== WHAT YOU NEED TO DO ==
Check every line of the data below for "entry". Copy each one that has it.

== DATASET ==

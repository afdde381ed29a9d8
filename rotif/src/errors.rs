use std::error::Error as StdError;

use thiserror::Error;

/// The error kinds a Rotif broker can surface, matching the taxonomy in
/// spec.md §7: transport, script, validation, handler and poison-message
/// errors. Deduplication rejections are deliberately not an error variant —
/// they are an observable `PublishOutcome::Duplicate`.
#[derive(Debug, Error)]
pub enum RotifError {
    #[error("transport error: {0}")]
    Transport(#[from] redis::RedisError),

    #[error("script error: {message}")]
    Script { message: String },

    #[error("validation error: {0}")]
    Validation(String),

    #[error("message handler failed: {0}")]
    Handler(#[source] Box<dyn StdError + Send + Sync>),

    #[error("message {message_id} exceeded {attempts} attempt(s) and was moved to the dead-letter queue")]
    Poison { message_id: String, attempts: u32 },
}

pub type RotifResult<T> = Result<T, RotifError>;
//! End-to-end scenarios from spec.md §8, run against a live Redis at
//! `127.0.0.1:6379`. Style mirrors the teacher's own
//! `consumers/consumer-redis/tests/integration_test.rs`: `test-log` +
//! `tokio::test`, an mpsc channel collecting handler invocations, and a
//! small per-test pattern suffix so streams from different tests never
//! collide on the same Redis instance.
//!
//! These require a reachable Redis and are `#[ignore]`d by default; run
//! with `cargo test --test integration_test -- --ignored`.

use std::sync::atomic::{AtomicUsize, Ordering};
use std::sync::Arc;
use std::time::Duration;

use rand::Rng;
use rotif::{
    Broker, ConnectionConfig, HandlerError, Message, PublishOptions, RotifConfig, SubscribeOptions,
};
use tokio::sync::mpsc;
use tokio::time::timeout;

fn test_suffix() -> String {
    format!("{:08x}", rand::thread_rng().gen::<u32>())
}

async fn test_broker() -> Arc<Broker> {
    let config = RotifConfig {
        redis: ConnectionConfig::default(),
        block_interval_ms: Some(200),
        check_delay_interval_ms: Some(100),
        pending_check_interval_ms: Some(60_000),
        ..Default::default()
    };
    Broker::new(config).await.expect("broker should connect to Redis")
}

async fn recv_within(rx: &mut mpsc::Receiver<Message>, millis: u64) -> Option<Message> {
    timeout(Duration::from_millis(millis), rx.recv()).await.ok().flatten()
}

#[test_log::test(tokio::test)]
#[ignore]
async fn test_scenario_1_fan_out_to_two_groups() {
    let broker = test_broker().await;
    let suffix = test_suffix();
    let exact_pattern = format!("orders.created.{suffix}");
    let glob_pattern = format!("orders.*.{suffix}");

    let (tx1, mut rx1) = mpsc::channel(4);
    let (tx2, mut rx2) = mpsc::channel(4);

    broker
        .subscribe(
            &exact_pattern,
            Arc::new(move |m: Message| {
                let tx1 = tx1.clone();
                async move {
                    let _ = tx1.send(m).await;
                    Ok(())
                }
            }),
            SubscribeOptions {
                group: Some("g1".to_string()),
                ..Default::default()
            },
        )
        .await
        .unwrap();

    broker
        .subscribe(
            &glob_pattern,
            Arc::new(move |m: Message| {
                let tx2 = tx2.clone();
                async move {
                    let _ = tx2.send(m).await;
                    Ok(())
                }
            }),
            SubscribeOptions {
                group: Some("g2".to_string()),
                ..Default::default()
            },
        )
        .await
        .unwrap();

    // Let both subscriptions register in the pattern registry before publishing.
    tokio::time::sleep(Duration::from_millis(100)).await;

    let channel = format!("orders.created.{suffix}");
    let outcome = broker
        .publish(&channel, "{\"id\":1}", PublishOptions::default())
        .await
        .unwrap();
    assert!(matches!(outcome, rotif::PublishOutcome::Ids(_)));

    let m1 = recv_within(&mut rx1, 5000).await.expect("group g1 should receive the message");
    let m2 = recv_within(&mut rx2, 5000).await.expect("group g2 should receive the message");
    assert_eq!(m1.channel, channel);
    assert_eq!(m2.channel, channel);

    let stats = broker.dlq_stats().await.unwrap();
    assert_eq!(stats.length, 0);

    broker.stop_all().await;
}

#[test_log::test(tokio::test)]
#[ignore]
async fn test_scenario_2_retry_to_success() {
    let broker = test_broker().await;
    let pattern = format!("retry.success.{}", test_suffix());

    let attempts = Arc::new(AtomicUsize::new(0));
    let (tx, mut rx) = mpsc::channel(4);

    let handle = broker
        .subscribe(
            &pattern,
            Arc::new({
                let attempts = attempts.clone();
                move |m: Message| {
                    let attempts = attempts.clone();
                    let tx = tx.clone();
                    async move {
                        let attempt = attempts.fetch_add(1, Ordering::SeqCst) + 1;
                        if attempt == 1 {
                            return Err::<(), HandlerError>("transient failure".into());
                        }
                        let _ = tx.send(m).await;
                        Ok(())
                    }
                }
            }),
            SubscribeOptions {
                max_retries: Some(2),
                retry_delay_ms: Some(300),
                ..Default::default()
            },
        )
        .await
        .unwrap();

    tokio::time::sleep(Duration::from_millis(100)).await;
    broker
        .publish(&pattern, "{\"id\":1}", PublishOptions::default())
        .await
        .unwrap();

    let message = recv_within(&mut rx, 5000).await.expect("handler should eventually succeed");
    assert_eq!(message.attempt, 2);

    let stats = handle.stats();
    assert_eq!(stats.messages, 1);
    assert_eq!(stats.retries, 1);

    let dlq = broker.dlq_stats().await.unwrap();
    assert_eq!(dlq.length, 0);

    broker.stop_all().await;
}

#[test_log::test(tokio::test)]
#[ignore]
async fn test_scenario_3_poison_message_to_dlq() {
    let broker = test_broker().await;
    let pattern = format!("poison.{}", test_suffix());

    let handle = broker
        .subscribe(
            &pattern,
            Arc::new(|_m: Message| async move { Err::<(), HandlerError>("always fails".into()) }),
            SubscribeOptions {
                max_retries: Some(1),
                retry_delay_ms: Some(50),
                ..Default::default()
            },
        )
        .await
        .unwrap();

    tokio::time::sleep(Duration::from_millis(100)).await;
    broker
        .publish(&pattern, "{\"poison\":true}", PublishOptions::default())
        .await
        .unwrap();

    let deadline = tokio::time::Instant::now() + Duration::from_secs(5);
    let mut found = None;
    while tokio::time::Instant::now() < deadline {
        let messages = broker.dlq_messages(50).await.unwrap();
        if let Some(entry) = messages.into_iter().find(|e| e.channel == pattern) {
            found = Some(entry);
            break;
        }
        tokio::time::sleep(Duration::from_millis(100)).await;
    }

    let entry = found.expect("poison message should land in the DLQ");
    assert_eq!(entry.payload, "{\"poison\":true}");
    assert_eq!(handle.stats().failures, 1);

    broker.stop_all().await;
}

#[test_log::test(tokio::test)]
#[ignore]
async fn test_scenario_4_exactly_once_dedup() {
    let broker = test_broker().await;
    let pattern = format!("dedup.{}", test_suffix());

    let (tx, mut rx) = mpsc::channel(4);
    broker
        .subscribe(
            &pattern,
            Arc::new(move |m: Message| {
                let tx = tx.clone();
                async move {
                    let _ = tx.send(m).await;
                    Ok(())
                }
            }),
            SubscribeOptions {
                exactly_once: true,
                ..Default::default()
            },
        )
        .await
        .unwrap();

    tokio::time::sleep(Duration::from_millis(100)).await;

    let options = PublishOptions {
        exactly_once: true,
        ..Default::default()
    };
    let first = broker.publish(&pattern, "{\"n\":7}", options.clone()).await.unwrap();
    let second = broker.publish(&pattern, "{\"n\":7}", options).await.unwrap();

    assert!(matches!(first, rotif::PublishOutcome::Ids(_)));
    assert_eq!(second, rotif::PublishOutcome::Duplicate);

    let delivered = recv_within(&mut rx, 3000).await.expect("the single publish should be delivered");
    assert_eq!(delivered.channel, pattern);
    assert!(recv_within(&mut rx, 500).await.is_none(), "no second delivery should occur");

    broker.stop_all().await;
}

#[test_log::test(tokio::test)]
#[ignore]
async fn test_scenario_5_delayed_delivery() {
    let broker = test_broker().await;
    let pattern = format!("delayed.{}", test_suffix());

    let (tx, mut rx) = mpsc::channel(4);
    broker
        .subscribe(
            &pattern,
            Arc::new(move |m: Message| {
                let tx = tx.clone();
                async move {
                    let _ = tx.send(m).await;
                    Ok(())
                }
            }),
            SubscribeOptions::default(),
        )
        .await
        .unwrap();

    tokio::time::sleep(Duration::from_millis(100)).await;
    let options = PublishOptions {
        delay_ms: Some(500),
        ..Default::default()
    };
    broker.publish(&pattern, "{\"id\":1}", options).await.unwrap();

    assert!(
        recv_within(&mut rx, 300).await.is_none(),
        "delayed message must not arrive before its due time"
    );
    let delivered = recv_within(&mut rx, 3000).await.expect("delayed message should eventually arrive");
    assert_eq!(delivered.channel, pattern);

    broker.stop_all().await;
}

#[test_log::test(tokio::test)]
#[ignore]
async fn test_scenario_6_dynamic_pattern_discovery() {
    let broker = test_broker().await;
    let pattern = format!("metrics.*.{}", test_suffix());
    let channel = format!("metrics.cpu.{}", test_suffix());

    let before = broker
        .publish(&channel, "{\"cpu\":0.5}", PublishOptions::default())
        .await
        .unwrap();
    assert_eq!(before, rotif::PublishOutcome::NoMatch);

    let (tx, mut rx) = mpsc::channel(4);
    broker
        .subscribe(
            &pattern,
            Arc::new(move |m: Message| {
                let tx = tx.clone();
                async move {
                    let _ = tx.send(m).await;
                    Ok(())
                }
            }),
            SubscribeOptions::default(),
        )
        .await
        .unwrap();

    tokio::time::sleep(Duration::from_millis(100)).await;

    let after = broker
        .publish(&channel, "{\"cpu\":0.5}", PublishOptions::default())
        .await
        .unwrap();
    assert!(matches!(after, rotif::PublishOutcome::Ids(_)));

    let delivered = recv_within(&mut rx, 3000).await.expect("subscribed pattern should receive the message");
    assert_eq!(delivered.channel, channel);

    broker.stop_all().await;
}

== WRITTEN ANSWER ==
        if let Some(entry) = messages.into_iter().find(|e| e.channel == pattern) {
            found = Some(entry);
    let entry = found.expect("poison message should land in the DLQ");
    assert_eq!(entry.payload, "{\"poison\":true}");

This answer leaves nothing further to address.